Route 35 is a 5.8 mi state highway in the U.S. State of Massachusetts running through the towns of Danvers and Peabody in northeastern Massachusetts. Its southern terminus is at Route 114 in Peabody and its northern terminus is at Route 97 in Topsfield.

==Route description==
Route 35 begins at Route 114 in Peabody, as that route turns left off the right-of-way towards Route 128 and the Northshore Mall. After passing Bishop Fenwick High, Route 35 enters Danvers in the Danversport section of that town.

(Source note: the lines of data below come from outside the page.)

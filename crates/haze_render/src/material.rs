//! Material scatter protocol and its variants.

use crate::hittable::HitRecord;
use crate::pdf::{CosinePdf, Pdf, SpherePdf};
use crate::texture::{SolidColor, Texture};
use haze_math::sampling::{gen_f64, near_zero, random_in_unit_sphere};
use haze_math::{Point3, Ray, Vec3};
use rand::RngCore;
use std::f64::consts::PI;
use std::sync::Arc;

/// Color type alias (linear RGB, components typically in 0-1)
pub type Color = Vec3;

/// Outcome of a scatter event.
pub enum Scatter {
    /// Deterministic continuation ray; never density-weighted.
    Specular { attenuation: Color, ray: Ray },
    /// Probabilistic continuation: the integrator samples a direction
    /// from the attached density and divides by its value.
    Pdf {
        attenuation: Color,
        pdf: Arc<dyn Pdf>,
    },
}

/// Trait for materials that describe how light interacts with surfaces.
///
/// The defaults model an emitter-only/absorbing material: no scatter,
/// zero density, black emission.
pub trait Material: Send + Sync {
    /// Scatter an incoming ray, or return None if the ray is absorbed.
    fn scatter(
        &self,
        _ray_in: &Ray,
        _rec: &HitRecord,
        _rng: &mut dyn RngCore,
    ) -> Option<Scatter> {
        None
    }

    /// Evaluate this material's own preferred density at a given
    /// outgoing ray, for combining sampling strategies.
    fn scattering_pdf(&self, _ray_in: &Ray, _rec: &HitRecord, _scattered: &Ray) -> f64 {
        0.0
    }

    /// Radiance emitted at the hit point regardless of scattering.
    fn emitted(&self, _ray_in: &Ray, _rec: &HitRecord, _u: f64, _v: f64, _p: Point3) -> Color {
        Color::ZERO
    }
}

/// Lambertian (diffuse) material.
pub struct Lambertian {
    albedo: Arc<dyn Texture>,
}

impl Lambertian {
    /// Create a Lambertian material with a solid albedo color.
    pub fn new(albedo: Color) -> Self {
        Self {
            albedo: Arc::new(SolidColor::new(albedo)),
        }
    }

    /// Create a Lambertian material from an arbitrary texture.
    pub fn from_texture(albedo: Arc<dyn Texture>) -> Self {
        Self { albedo }
    }
}

impl Material for Lambertian {
    fn scatter(
        &self,
        _ray_in: &Ray,
        rec: &HitRecord,
        _rng: &mut dyn RngCore,
    ) -> Option<Scatter> {
        Some(Scatter::Pdf {
            attenuation: self.albedo.value(rec.u, rec.v, rec.p),
            pdf: Arc::new(CosinePdf::new(rec.normal)),
        })
    }

    fn scattering_pdf(&self, _ray_in: &Ray, rec: &HitRecord, scattered: &Ray) -> f64 {
        let cosine = rec.normal.dot(scattered.direction().normalize());
        if cosine < 0.0 {
            0.0
        } else {
            cosine / PI
        }
    }
}

/// Metal (specular) material.
pub struct Metal {
    albedo: Color,
    fuzz: f64,
}

impl Metal {
    /// Create a new Metal material.
    ///
    /// - `albedo`: The color of the metal
    /// - `fuzz`: Roughness, 0.0 = perfect mirror, 1.0 = very rough.
    ///   Clamped to [0, 1].
    pub fn new(albedo: Color, fuzz: f64) -> Self {
        Self {
            albedo,
            fuzz: fuzz.clamp(0.0, 1.0),
        }
    }

    /// Effective fuzz after clamping.
    pub fn fuzz(&self) -> f64 {
        self.fuzz
    }
}

impl Material for Metal {
    fn scatter(&self, ray_in: &Ray, rec: &HitRecord, rng: &mut dyn RngCore) -> Option<Scatter> {
        let reflected = reflect(ray_in.direction().normalize(), rec.normal);
        let mut direction = reflected + self.fuzz * random_in_unit_sphere(rng);

        // Fuzz can cancel the reflection almost exactly; fall back to
        // the surface normal rather than emit a degenerate ray.
        if near_zero(direction) {
            direction = rec.normal;
        }

        Some(Scatter::Specular {
            attenuation: self.albedo,
            ray: Ray::new(rec.p, direction, ray_in.time()),
        })
    }
}

/// Dielectric (refractive) material such as glass or water.
pub struct Dielectric {
    /// Index of refraction
    ior: f64,
}

impl Dielectric {
    /// Create a new Dielectric material.
    ///
    /// - `ior`: Index of refraction (1.0 = air, 1.5 = glass, 2.4 = diamond)
    pub fn new(ior: f64) -> Self {
        Self { ior }
    }

    /// Schlick's approximation for reflectance.
    pub fn reflectance(cosine: f64, ior: f64) -> f64 {
        let r0 = ((1.0 - ior) / (1.0 + ior)).powi(2);
        r0 + (1.0 - r0) * (1.0 - cosine).powi(5)
    }
}

impl Material for Dielectric {
    fn scatter(&self, ray_in: &Ray, rec: &HitRecord, rng: &mut dyn RngCore) -> Option<Scatter> {
        // A dielectric never absorbs; glass is white.
        let attenuation = Color::ONE;
        let refraction_ratio = if rec.front_face {
            1.0 / self.ior
        } else {
            self.ior
        };

        let unit_direction = ray_in.direction().normalize();
        let cos_theta = (-unit_direction).dot(rec.normal).min(1.0);
        let sin_theta = (1.0 - cos_theta * cos_theta).sqrt();

        // Total internal reflection, otherwise a per-sample coin flip
        // on the Schlick reflectance picks mirror vs. transmission.
        let cannot_refract = refraction_ratio * sin_theta > 1.0;
        let direction =
            if cannot_refract || Self::reflectance(cos_theta, refraction_ratio) > gen_f64(rng) {
                reflect(unit_direction, rec.normal)
            } else {
                refract(unit_direction, rec.normal, refraction_ratio)
            };

        Some(Scatter::Specular {
            attenuation,
            ray: Ray::new(rec.p, direction, ray_in.time()),
        })
    }
}

/// Diffuse light emitter. Never scatters; lights are one-sided.
pub struct DiffuseLight {
    emit: Arc<dyn Texture>,
}

impl DiffuseLight {
    /// Create a diffuse light with a solid emission color.
    pub fn new(emit: Color) -> Self {
        Self {
            emit: Arc::new(SolidColor::new(emit)),
        }
    }

    /// Create a diffuse light from an arbitrary texture.
    pub fn from_texture(emit: Arc<dyn Texture>) -> Self {
        Self { emit }
    }
}

impl Material for DiffuseLight {
    fn emitted(&self, _ray_in: &Ray, rec: &HitRecord, u: f64, v: f64, p: Point3) -> Color {
        if rec.front_face {
            self.emit.value(u, v, p)
        } else {
            Color::ZERO
        }
    }
}

/// Isotropic volumetric phase function.
///
/// Scatters uniformly over the sphere of directions, which is the
/// physically-correct density for an isotropic medium.
pub struct Isotropic {
    albedo: Arc<dyn Texture>,
}

impl Isotropic {
    /// Create an isotropic phase function with a solid albedo color.
    pub fn new(albedo: Color) -> Self {
        Self {
            albedo: Arc::new(SolidColor::new(albedo)),
        }
    }

    /// Create an isotropic phase function from an arbitrary texture.
    pub fn from_texture(albedo: Arc<dyn Texture>) -> Self {
        Self { albedo }
    }
}

impl Material for Isotropic {
    fn scatter(
        &self,
        _ray_in: &Ray,
        rec: &HitRecord,
        _rng: &mut dyn RngCore,
    ) -> Option<Scatter> {
        Some(Scatter::Pdf {
            attenuation: self.albedo.value(rec.u, rec.v, rec.p),
            pdf: Arc::new(SpherePdf),
        })
    }

    fn scattering_pdf(&self, _ray_in: &Ray, _rec: &HitRecord, _scattered: &Ray) -> f64 {
        1.0 / (4.0 * PI)
    }
}

// =============================================================================
// Helper functions
// =============================================================================

/// Reflect a vector about a normal.
#[inline]
fn reflect(v: Vec3, n: Vec3) -> Vec3 {
    v - 2.0 * v.dot(n) * n
}

/// Refract a vector through a surface with the given ratio of
/// refraction indices.
#[inline]
fn refract(uv: Vec3, n: Vec3, etai_over_etat: f64) -> Vec3 {
    let cos_theta = (-uv).dot(n).min(1.0);
    let r_out_perp = etai_over_etat * (uv + cos_theta * n);
    let r_out_parallel = -(1.0 - r_out_perp.length_squared()).abs().sqrt() * n;
    r_out_perp + r_out_parallel
}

It crosses the Waters River and Crane River before making a left turn, crossing under Route 128 at exit 42. The road goes through downtown Danvers before turning northward, intersecting Route 62. It heads through the Putnamville section of Danvers, passing the Putnamville Reservoir (also known as the Beverly & Danvers Reservoir) before finally ending just yards over the Topsfield and Wenham town lines at Route 97.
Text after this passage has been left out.